Pick out each line below containing "crate".
** Opening Dataset records block **
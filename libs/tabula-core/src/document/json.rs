use serde_json::{Map, Value};
use tabula_api::Cell;

use crate::document::{RowPuller, Step};
use crate::error::TableError;
use crate::table::TableValue;

/// Structural event of the JSON-shaped document: an array of row-objects.
#[derive(Debug, Clone, PartialEq)]
pub enum JsonEvent {
    StartArray,
    /// Column name → cell value. NULL cells are `null`; structured cells are
    /// nested objects, or arrays when keyed by position.
    Row(Map<String, Value>),
    EndArray,
}

/// Lazy JSON-shaped document over a table.
///
/// Yields `StartArray`, one `Row` per successful `advance()`, then `EndArray`.
/// The cursor is closed before `EndArray` or before an error is yielded.
///
/// With duplicate column names the row-object keeps the first key position
/// and the value of the last column carrying that name.
pub struct JsonSource {
    puller: RowPuller,
}

impl JsonSource {
    pub fn new(table: TableValue) -> Self {
        Self { puller: RowPuller::new(table) }
    }

    pub fn rows_emitted(&self) -> u64 {
        self.puller.rows_emitted()
    }

    pub fn table(&self) -> &TableValue {
        self.puller.table()
    }

    /// Drain the source into a single JSON array.
    ///
    /// Materializes every row; meant for small results and tests.
    pub fn into_array(self) -> Result<Value, TableError> {
        let mut rows = Vec::new();
        for event in self {
            if let JsonEvent::Row(row) = event? {
                rows.push(Value::Object(row));
            }
        }
        Ok(Value::Array(rows))
    }

    fn row_object(&self, cells: Vec<Option<Cell>>) -> Map<String, Value> {
        let mut row = Map::with_capacity(cells.len());
        for (column, cell) in self.puller.schema().iter().zip(cells) {
            let value = cell.map(|c| c.into_json()).unwrap_or(Value::Null);
            row.insert(column.name().to_string(), value);
        }
        row
    }
}

impl Iterator for JsonSource {
    type Item = Result<JsonEvent, TableError>;

    fn next(&mut self) -> Option<Self::Item> {
        let step = match self.puller.pull()? {
            Ok(step) => step,
            Err(e) => return Some(Err(e)),
        };
        Some(Ok(match step {
            Step::Open => JsonEvent::StartArray,
            Step::Row(cells) => JsonEvent::Row(self.row_object(cells)),
            Step::Close => JsonEvent::EndArray,
        }))
    }
}

impl std::iter::FusedIterator for JsonSource {}

#[cfg(test)]
mod tests {
    use super::*;
    use crate::test_utils::{id_name_rows, id_name_schema, StubCursor};
    use serde_json::json;
    use std::sync::Arc;
    use tabula_api::{Cell, ColumnDef, ColumnType, ErrorKind, Properties, Schema, Structured};

    fn rows(source: JsonSource) -> Vec<Result<JsonEvent, TableError>> {
        source.collect()
    }

    #[test]
    fn renders_rows_in_cursor_order() {
        let (cursor, calls) = StubCursor::new(id_name_schema(), id_name_rows());
        let table = TableValue::new(Box::new(cursor), Properties::new(), id_name_schema());

        let value = table.to_json().into_array().unwrap();
        assert_eq!(value, json!([{"id": 1, "name": "a"}, {"id": 2, "name": "b"}]));
        assert_eq!(value.to_string(), r#"[{"id":1,"name":"a"},{"id":2,"name":"b"}]"#);
        assert_eq!(calls.closes(), 1);
    }

    #[test]
    fn emits_one_row_per_successful_advance() {
        let many: Vec<_> = (0..50)
            .map(|i| vec![Some(Cell::Int(i)), Some(Cell::String(format!("n{i}")))])
            .collect();
        let (cursor, calls) = StubCursor::new(id_name_schema(), many);
        let table = TableValue::new(Box::new(cursor), Properties::new(), id_name_schema());

        let mut source = table.to_json();
        assert_eq!(source.next().unwrap().unwrap(), JsonEvent::StartArray);
        let mut ids = Vec::new();
        for event in source.by_ref() {
            match event.unwrap() {
                JsonEvent::Row(row) => ids.push(row["id"].as_i64().unwrap()),
                JsonEvent::EndArray => break,
                JsonEvent::StartArray => panic!("second StartArray"),
            }
        }
        assert_eq!(ids, (0..50).collect::<Vec<_>>());
        assert_eq!(source.rows_emitted(), 50);
        assert_eq!(calls.advances(), 51);
        assert!(source.next().is_none());
    }

    #[test]
    fn cursor_failure_mid_stream_closes_then_propagates() {
        let (cursor, calls) = StubCursor::new(id_name_schema(), id_name_rows());
        let cursor = cursor.fail_on_advance(3);
        let table = TableValue::new(Box::new(cursor), Properties::new(), id_name_schema());

        let events = rows(table.to_json());
        assert_eq!(events.len(), 4);
        let emitted = events
            .iter()
            .filter(|e| matches!(e, Ok(JsonEvent::Row(_))))
            .count();
        assert_eq!(emitted, 2);
        match events.last() {
            Some(Err(TableError::Cursor(e))) => assert_eq!(e.kind, ErrorKind::Io),
            other => panic!("expected cursor error, got {other:?}"),
        }
        assert!(!events.iter().any(|e| matches!(e, Ok(JsonEvent::EndArray))));
        assert_eq!(calls.closes(), 1);
    }

    #[test]
    fn close_happens_before_error_is_observed() {
        let (cursor, calls) = StubCursor::new(id_name_schema(), id_name_rows());
        let table = TableValue::new(Box::new(cursor.fail_on_advance(2)), Properties::new(), id_name_schema());
        let mut source = table.to_json();
        source.next();
        assert!(matches!(source.next(), Some(Ok(JsonEvent::Row(_)))));
        assert_eq!(calls.closes(), 0);
        assert!(matches!(source.next(), Some(Err(_))));
        assert_eq!(calls.closes(), 1);
        assert!(source.table().is_closed());
        assert!(source.next().is_none());
        drop(source);
        assert_eq!(calls.closes(), 1);
    }

    #[test]
    fn dropping_source_early_closes_cursor_once() {
        let (cursor, calls) = StubCursor::new(id_name_schema(), id_name_rows());
        let table = TableValue::new(Box::new(cursor), Properties::new(), id_name_schema());
        let mut source = table.to_json();
        source.next();
        source.next();
        drop(source);
        assert_eq!(calls.closes(), 1);
    }

    #[test]
    fn getter_is_chosen_by_declared_type() {
        let schema = Arc::new(Schema::new(vec![
            ColumnDef::new("price", ColumnType::Float),
            ColumnDef::new("active", ColumnType::Boolean),
            ColumnDef::new("tags", ColumnType::Array),
            ColumnDef::new("created", ColumnType::Other("timestamp".into())),
            ColumnDef::new("note", ColumnType::String),
        ]));
        let mut tags = Structured::new();
        tags.insert("primary".into(), json!("red"));
        tags.insert("all".into(), json!(["red", "blue"]));
        let row = vec![
            Some(Cell::Float(9.5)),
            Some(Cell::Bool(true)),
            Some(Cell::Structured(tags)),
            Some(Cell::Int(1_700_000_000)),
            None,
        ];
        let (cursor, _) = StubCursor::new(Arc::clone(&schema), vec![row]);
        let table = TableValue::new(Box::new(cursor), Properties::new(), schema);

        let value = table.to_json().into_array().unwrap();
        assert_eq!(
            value,
            json!([{
                "price": 9.5,
                "active": true,
                "tags": {"primary": "red", "all": ["red", "blue"]},
                "created": "1700000000",
                "note": null
            }])
        );
    }

    #[test]
    fn position_keyed_structured_cell_is_an_array() {
        let schema = Arc::new(Schema::new(vec![ColumnDef::new("tags", ColumnType::Array)]));
        let mut tags = Structured::new();
        tags.insert("0".into(), json!("x"));
        tags.insert("1".into(), json!("y"));
        let (cursor, _) = StubCursor::new(Arc::clone(&schema), vec![vec![Some(Cell::Structured(tags))]]);
        let table = TableValue::new(Box::new(cursor), Properties::new(), schema);

        let value = table.to_json().into_array().unwrap();
        assert_eq!(value, json!([{"tags": ["x", "y"]}]));
    }

    #[test]
    fn type_mismatch_names_row_and_column() {
        let schema = Arc::new(Schema::new(vec![ColumnDef::new("id", ColumnType::Int)]));
        let rows = vec![vec![Some(Cell::Int(1))], vec![Some(Cell::from("oops"))]];
        let (cursor, calls) = StubCursor::new(Arc::clone(&schema), rows);
        let table = TableValue::new(Box::new(cursor), Properties::new(), schema);

        let err = table.to_json().into_array().unwrap_err();
        match err {
            TableError::Cursor(e) => {
                assert_eq!(e.kind, ErrorKind::TypeMismatch);
                assert!(e.message.starts_with("row 2, column 'id'"), "{}", e.message);
            }
            other => panic!("unexpected {other:?}"),
        }
        assert_eq!(calls.closes(), 1);
    }

    #[test]
    fn empty_table_renders_empty_array() {
        let (cursor, calls) = StubCursor::new(id_name_schema(), vec![]);
        let table = TableValue::new(Box::new(cursor), Properties::new(), id_name_schema());
        let events: Vec<_> = table.to_json().map(Result::unwrap).collect();
        assert_eq!(events, vec![JsonEvent::StartArray, JsonEvent::EndArray]);
        assert_eq!(calls.closes(), 1);
    }
}
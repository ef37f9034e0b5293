use std::io::Write;

use tabula_core::{TableError, XmlContent, XmlElement, XmlEvent};

#[derive(Debug, thiserror::Error)]
pub enum FormatError {
    #[error("table: {0}")]
    Table(#[from] TableError),

    #[error("io: {0}")]
    Io(#[from] std::io::Error),

    #[error("invalid element name '{0}'")]
    InvalidName(String),

    #[error("character U+{code:04X} is not allowed in XML text of element '{element}'")]
    InvalidChar { element: String, code: u32 },

    #[error("unexpected {0} event")]
    UnexpectedEvent(&'static str),
}

// ═══════════════════════════════════════════════════════════════
//  Options
// ═══════════════════════════════════════════════════════════════

/// Output options, deserializable from the `[xml]` config section.
#[derive(Debug, Clone, Default, serde::Deserialize)]
#[serde(default)]
pub struct XmlWriterOptions {
    /// Emit `<?xml version="1.0" encoding="UTF-8"?>` first.
    pub declaration: bool,
    /// Spaces per nesting level. `None` writes everything on one line.
    pub indent: Option<usize>,
}

// ═══════════════════════════════════════════════════════════════
//  XmlWriter
// ═══════════════════════════════════════════════════════════════

/// Byte serializer for the XML-shaped document events.
///
/// Each row element is written as soon as it is pulled. Text is escaped;
/// element names are checked and rejected rather than mangled.
pub struct XmlWriter<W: Write> {
    out: W,
    options: XmlWriterOptions,
}

impl<W: Write> XmlWriter<W> {
    pub fn new(out: W, options: XmlWriterOptions) -> Self {
        Self { out, options }
    }

    pub fn into_inner(self) -> W {
        self.out
    }

    /// Drain `source` into the output. Returns the number of rows written.
    pub fn write_source<I>(&mut self, source: I) -> Result<u64, FormatError>
    where
        I: IntoIterator<Item = Result<XmlEvent, TableError>>,
    {
        let mut root: Option<String> = None;
        let mut rows = 0u64;

        for event in source {
            let event = match event {
                Ok(event) => event,
                Err(e) => {
                    self.out.flush()?;
                    tracing::debug!(rows, "xml output interrupted");
                    return Err(e.into());
                }
            };
            match event {
                XmlEvent::StartRoot(name) => {
                    if root.is_some() {
                        return Err(FormatError::UnexpectedEvent("StartRoot"));
                    }
                    check_name(&name)?;
                    if self.options.declaration {
                        self.out.write_all(br#"<?xml version="1.0" encoding="UTF-8"?>"#)?;
                        self.newline()?;
                    }
                    write!(self.out, "<{name}>")?;
                    root = Some(name);
                }
                XmlEvent::Row(row) => {
                    if root.is_none() {
                        return Err(FormatError::UnexpectedEvent("Row"));
                    }
                    self.newline()?;
                    self.write_element(&row, 1)?;
                    rows += 1;
                }
                XmlEvent::EndRoot(name) => {
                    if root.as_deref() != Some(name.as_str()) {
                        return Err(FormatError::UnexpectedEvent("EndRoot"));
                    }
                    if rows > 0 {
                        self.newline()?;
                    }
                    write!(self.out, "</{name}>")?;
                    self.newline()?;
                    root = None;
                }
            }
        }

        self.out.flush()?;
        Ok(rows)
    }

    fn write_element(&mut self, element: &XmlElement, depth: usize) -> Result<(), FormatError> {
        check_name(&element.name)?;
        self.pad(depth)?;
        match &element.content {
            XmlContent::Empty => write!(self.out, "<{}/>", element.name)?,
            XmlContent::Text(text) => {
                write!(self.out, "<{}>", element.name)?;
                let escaped = escape(text).map_err(|c| FormatError::InvalidChar {
                    element: element.name.clone(),
                    code: u32::from(c),
                })?;
                self.out.write_all(escaped.as_bytes())?;
                write!(self.out, "</{}>", element.name)?;
            }
            XmlContent::Children(children) if children.is_empty() => {
                write!(self.out, "<{}/>", element.name)?;
            }
            XmlContent::Children(children) => {
                write!(self.out, "<{}>", element.name)?;
                for child in children {
                    self.newline()?;
                    self.write_element(child, depth + 1)?;
                }
                self.newline()?;
                self.pad(depth)?;
                write!(self.out, "</{}>", element.name)?;
            }
        }
        Ok(())
    }

    fn newline(&mut self) -> std::io::Result<()> {
        if self.options.indent.is_some() {
            self.out.write_all(b"\n")?;
        }
        Ok(())
    }

    fn pad(&mut self, depth: usize) -> std::io::Result<()> {
        if let Some(width) = self.options.indent {
            write!(self.out, "{:1$}", "", width * depth)?;
        }
        Ok(())
    }
}

/// Render a whole source into a string.
pub fn to_string<I>(source: I, options: XmlWriterOptions) -> Result<String, FormatError>
where
    I: IntoIterator<Item = Result<XmlEvent, TableError>>,
{
    let mut writer = XmlWriter::new(Vec::new(), options);
    writer.write_source(source)?;
    Ok(String::from_utf8_lossy(&writer.into_inner()).into_owned())
}

/// XML name check: letter or `_` first, then letters, digits, `_`, `-`, `.`.
/// Namespace prefixes (`:`) are accepted as-is.
fn check_name(name: &str) -> Result<(), FormatError> {
    let mut chars = name.chars();
    let valid = match chars.next() {
        Some(first) => {
            (first.is_alphabetic() || first == '_')
                && chars.all(|c| c.is_alphanumeric() || matches!(c, '_' | '-' | '.' | ':'))
        }
        None => false,
    };
    if valid {
        Ok(())
    } else {
        Err(FormatError::InvalidName(name.to_string()))
    }
}

/// Escape markup characters. Fails with the first character XML 1.0 does not
/// allow in a document (C0 controls other than tab, LF, CR; U+FFFE; U+FFFF).
fn escape(text: &str) -> Result<String, char> {
    let mut out = String::with_capacity(text.len());
    for c in text.chars() {
        match c {
            '\t' | '\n' | '\r' => out.push(c),
            '\u{0}'..='\u{1f}' | '\u{fffe}' | '\u{ffff}' => return Err(c),
            '&' => out.push_str("&amp;"),
            '<' => out.push_str("&lt;"),
            '>' => out.push_str("&gt;"),
            '"' => out.push_str("&quot;"),
            '\'' => out.push_str("&apos;"),
            c => out.push(c),
        }
    }
    Ok(out)
}
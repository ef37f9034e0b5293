use std::sync::Arc;

use tabula_api::{Cell, CellKind, Column, CursorError, RowCursor, Schema, Structured};

/// One row of cells in column order. `None` is NULL.
pub type MemoryRow = Vec<Option<Cell>>;

// ════════════════════════════════════════════════════════════════
//  MemoryCursor
// ════════════════════════════════════════════════════════════════

/// Forward-only cursor over rows held in memory.
///
/// Rows already visited are dropped as the cursor advances.
pub struct MemoryCursor {
    schema: Arc<Schema>,
    rows: std::vec::IntoIter<MemoryRow>,
    current: Option<MemoryRow>,
    closed: bool,
}

impl MemoryCursor {
    /// Every row must have exactly one cell per schema column.
    pub fn new(schema: Arc<Schema>, rows: Vec<MemoryRow>) -> Result<Self, CursorError> {
        if let Some((i, row)) = rows.iter().enumerate().find(|(_, r)| r.len() != schema.len()) {
            return Err(CursorError::format(format!(
                "row {}: expected {} cells, found {}",
                i + 1,
                schema.len(),
                row.len()
            )));
        }
        Ok(Self {
            schema,
            rows: rows.into_iter(),
            current: None,
            closed: false,
        })
    }

    /// Rows not yet visited.
    pub fn remaining(&self) -> usize {
        self.rows.len()
    }

    fn position(&self, column: Column<'_>) -> Result<usize, CursorError> {
        match column {
            Column::Index(i) if i < self.schema.len() => Ok(i),
            Column::Index(i) => Err(CursorError::no_such_column(format!(
                "column #{i} out of range, table has {} columns",
                self.schema.len()
            ))),
            Column::Name(name) => self
                .schema
                .index_of(name)
                .ok_or_else(|| CursorError::no_such_column(format!("no column named '{name}'"))),
        }
    }

    fn cell(&self, column: Column<'_>) -> Result<Option<&Cell>, CursorError> {
        if self.closed {
            return Err(CursorError::state("cursor is closed"));
        }
        let row = self
            .current
            .as_ref()
            .ok_or_else(|| CursorError::state("cursor is not positioned on a row"))?;
        let index = self.position(column)?;
        Ok(row[index].as_ref())
    }
}

impl RowCursor for MemoryCursor {
    fn advance(&mut self) -> Result<bool, CursorError> {
        if self.closed {
            return Err(CursorError::state("advance on closed cursor"));
        }
        self.current = self.rows.next();
        Ok(self.current.is_some())
    }

    fn close(&mut self) {
        if self.closed {
            return;
        }
        self.closed = true;
        self.current = None;
        let dropped = self.rows.len();
        self.rows = Vec::new().into_iter();
        tracing::trace!(dropped, "memory cursor closed");
    }

    fn get_string(&mut self, column: Column<'_>) -> Result<Option<String>, CursorError> {
        match self.cell(column)? {
            None => Ok(None),
            Some(Cell::String(s)) => Ok(Some(s.clone())),
            Some(other) => Err(CursorError::mismatch(column, CellKind::String, other.kind())),
        }
    }

    fn get_int(&mut self, column: Column<'_>) -> Result<Option<i64>, CursorError> {
        match self.cell(column)? {
            None => Ok(None),
            Some(Cell::Int(n)) => Ok(Some(*n)),
            Some(other) => Err(CursorError::mismatch(column, CellKind::Int, other.kind())),
        }
    }

    /// Int cells widen to float.
    fn get_float(&mut self, column: Column<'_>) -> Result<Option<f64>, CursorError> {
        match self.cell(column)? {
            None => Ok(None),
            Some(Cell::Float(f)) => Ok(Some(*f)),
            Some(Cell::Int(n)) => Ok(Some(*n as f64)),
            Some(other) => Err(CursorError::mismatch(column, CellKind::Float, other.kind())),
        }
    }

    fn get_bool(&mut self, column: Column<'_>) -> Result<Option<bool>, CursorError> {
        match self.cell(column)? {
            None => Ok(None),
            Some(Cell::Bool(b)) => Ok(Some(*b)),
            Some(other) => Err(CursorError::mismatch(column, CellKind::Bool, other.kind())),
        }
    }

    fn get_structured(&mut self, column: Column<'_>) -> Result<Option<Structured>, CursorError> {
        match self.cell(column)? {
            None => Ok(None),
            Some(Cell::Structured(m)) => Ok(Some(m.clone())),
            Some(other) => Err(CursorError::mismatch(column, CellKind::Structured, other.kind())),
        }
    }

    fn get_as_string(&mut self, column: Column<'_>) -> Result<Option<String>, CursorError> {
        Ok(self.cell(column)?.map(Cell::render))
    }
}
pub mod render;
pub mod schema;

use std::fs::File;
use std::io::BufReader;
use std::path::Path;

use cursor_memory::Dataset;

use crate::error::CliError;

/// Read a dataset from a file, or from stdin when the path is `-`.
pub(crate) fn load_dataset(path: &Path) -> Result<Dataset, CliError> {
    if path.as_os_str() == "-" {
        return Ok(Dataset::from_reader(std::io::stdin().lock())?);
    }
    let file = File::open(path).map_err(|e| CliError::Input {
        path: path.display().to_string(),
        source: e,
    })?;
    Ok(Dataset::from_reader(BufReader::new(file))?)
}
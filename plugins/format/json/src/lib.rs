use std::io::Write;

use tabula_core::{JsonEvent, TableError};

#[derive(Debug, thiserror::Error)]
pub enum FormatError {
    #[error("table: {0}")]
    Table(#[from] TableError),

    #[error("io: {0}")]
    Io(#[from] std::io::Error),

    #[error("json: {0}")]
    Json(#[from] serde_json::Error),

    #[error("unexpected {0} event")]
    UnexpectedEvent(&'static str),
}

// ═══════════════════════════════════════════════════════════════
//  JsonWriter
// ═══════════════════════════════════════════════════════════════

/// Byte serializer for the JSON-shaped document events.
///
/// Rows are written as they are pulled; nothing beyond the current row is
/// held in memory. `pretty` puts each row-object on its own line.
pub struct JsonWriter<W: Write> {
    out: W,
    pretty: bool,
}

impl<W: Write> JsonWriter<W> {
    pub fn new(out: W) -> Self {
        Self { out, pretty: false }
    }

    pub fn pretty(mut self, pretty: bool) -> Self {
        self.pretty = pretty;
        self
    }

    pub fn into_inner(self) -> W {
        self.out
    }

    /// Drain `source` into the output. Returns the number of rows written.
    ///
    /// A source error is returned after flushing what was already written;
    /// the document is then left unterminated.
    pub fn write_source<I>(&mut self, source: I) -> Result<u64, FormatError>
    where
        I: IntoIterator<Item = Result<JsonEvent, TableError>>,
    {
        let mut opened = false;
        let mut rows = 0u64;

        for event in source {
            let event = match event {
                Ok(event) => event,
                Err(e) => {
                    self.out.flush()?;
                    tracing::debug!(rows, "json output interrupted");
                    return Err(e.into());
                }
            };
            match event {
                JsonEvent::StartArray if !opened => {
                    opened = true;
                    self.out.write_all(b"[")?;
                }
                JsonEvent::Row(row) if opened => {
                    if rows > 0 {
                        self.out.write_all(b",")?;
                    }
                    if self.pretty {
                        self.out.write_all(b"\n  ")?;
                    }
                    serde_json::to_writer(&mut self.out, &row)?;
                    rows += 1;
                }
                JsonEvent::EndArray if opened => {
                    if self.pretty && rows > 0 {
                        self.out.write_all(b"\n")?;
                    }
                    self.out.write_all(b"]")?;
                    if self.pretty {
                        self.out.write_all(b"\n")?;
                    }
                    opened = false;
                }
                JsonEvent::StartArray => return Err(FormatError::UnexpectedEvent("StartArray")),
                JsonEvent::Row(_) => return Err(FormatError::UnexpectedEvent("Row")),
                JsonEvent::EndArray => return Err(FormatError::UnexpectedEvent("EndArray")),
            }
        }

        self.out.flush()?;
        Ok(rows)
    }
}

/// Render a whole source into a string.
pub fn to_string<I>(source: I) -> Result<String, FormatError>
where
    I: IntoIterator<Item = Result<JsonEvent, TableError>>,
{
    let mut writer = JsonWriter::new(Vec::new());
    writer.write_source(source)?;
    // serde_json only emits valid UTF-8
    Ok(String::from_utf8_lossy(&writer.into_inner()).into_owned())
}
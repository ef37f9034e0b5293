use tabula_api::CursorError;

use crate::table::CursorState;

#[derive(Debug, thiserror::Error)]
pub enum TableError {
    /// Column index outside the addressable range. Raised before the cursor
    /// is touched.
    #[error("index number too large: {0}")]
    IndexTooLarge(i64),

    #[error("cursor misuse: {op} called while cursor is {state}")]
    CursorState { op: &'static str, state: CursorState },

    #[error("cursor error: {0}")]
    Cursor(#[from] CursorError),
}

impl TableError {
    /// Add context to the error.
    ///
    /// For `Cursor` variant, context is added to the inner `CursorError`.
    /// Bounds and state errors are returned as is.
    pub fn with_context(self, ctx: impl std::fmt::Display) -> Self {
        match self {
            TableError::Cursor(e) => TableError::Cursor(e.with_context(ctx)),
            other => other,
        }
    }

    pub fn is_bounds(&self) -> bool {
        matches!(self, TableError::IndexTooLarge(_))
    }

    pub fn is_cursor_state(&self) -> bool {
        matches!(self, TableError::CursorState { .. })
    }
}
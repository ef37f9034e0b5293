use std::collections::HashMap;

/// Opaque table metadata supplied by the data source adapter.
///
/// The core stores and hands it back; it never interprets keys or values.
pub type Properties = HashMap<String, serde_json::Value>;
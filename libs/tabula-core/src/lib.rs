pub mod document;
pub mod error;
pub mod table;

pub use document::json::{JsonEvent, JsonSource};
pub use document::xml::{XmlContent, XmlElement, XmlEvent, XmlSource, DEFAULT_ROOT_NAME, DEFAULT_ROW_NAME};
pub use error::TableError;
pub use table::{CursorState, TableValue, MAX_COLUMN_INDEX};

#[cfg(test)]
mod test_utils;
** Closing Dataset records block **
- **The answer**
use crate::document::{RowPuller, Step};
use crate::error::TableError;
use crate::table::TableValue;
    use crate::test_utils::{id_name_rows, id_name_schema, StubCursor};
use crate::error::CliError;
pub(crate) fn load_dataset(path: &Path) -> Result<Dataset, CliError> {
use crate::table::CursorState;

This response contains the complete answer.